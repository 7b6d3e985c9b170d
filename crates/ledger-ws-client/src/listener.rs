//! The single reader of inbound frames.

use crate::dispatcher::Dispatcher;
use crate::domain::error::messages;
use crate::ports::{FrameReceiver, TransportError};
use std::sync::Arc;
use std::time::Duration;
use tracing::{error, warn};

/// Consecutive receive failures after which the connection is treated as
/// closed.
pub const MAX_RECEIVE_FAILURES: u32 = 10;

/// Base delay after a failed receive (exponential backoff).
const RECEIVE_RETRY_BASE_DELAY_MS: u64 = 10;

/// Maximum delay between receive attempts.
const MAX_RECEIVE_RETRY_DELAY_MS: u64 = 1_000;

/// Reads frames from the transport and routes each through the dispatcher.
pub struct FrameListener {
    dispatcher: Arc<Dispatcher>,
    receiver: Arc<dyn FrameReceiver>,
}

impl FrameListener {
    pub fn new(dispatcher: Arc<Dispatcher>, receiver: Arc<dyn FrameReceiver>) -> Self {
        Self {
            dispatcher,
            receiver,
        }
    }

    /// Run the listener loop until the transport closes. On close, every
    /// pending call fails with a local `"connection closed"` error.
    ///
    /// A failed receive is retried after a growing delay. After
    /// [`MAX_RECEIVE_FAILURES`] failures in a row the transport counts as
    /// closed.
    pub async fn run(self) {
        let mut failures = 0u32;

        loop {
            match self.receiver.receive().await {
                Ok(frame) => {
                    failures = 0;
                    self.dispatcher.on_inbound_frame(&frame);
                }
                Err(TransportError::ChannelClosed) => {
                    let failed = self.dispatcher.close(messages::CONNECTION_CLOSED);
                    warn!(failed_calls = failed, "Transport closed, stopping listener");
                    break;
                }
                Err(e) => {
                    failures += 1;
                    error!(error = %e, failures = failures, "Error receiving frame");

                    if failures >= MAX_RECEIVE_FAILURES {
                        let failed = self.dispatcher.close(messages::CONNECTION_CLOSED);
                        warn!(
                            failed_calls = failed,
                            failures = failures,
                            "Transport keeps failing, stopping listener"
                        );
                        break;
                    }
                    tokio::time::sleep(retry_delay(failures)).await;
                }
            }
        }
    }
}

fn retry_delay(failures: u32) -> Duration {
    Duration::from_millis(std::cmp::min(
        RECEIVE_RETRY_BASE_DELAY_MS.saturating_mul(1 << failures.min(10)),
        MAX_RECEIVE_RETRY_DELAY_MS,
    ))
}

---*---

== The problem ==
In how many lines of the records does the word "await" appear? Answer with the number only.

== Result of the exercise ==
2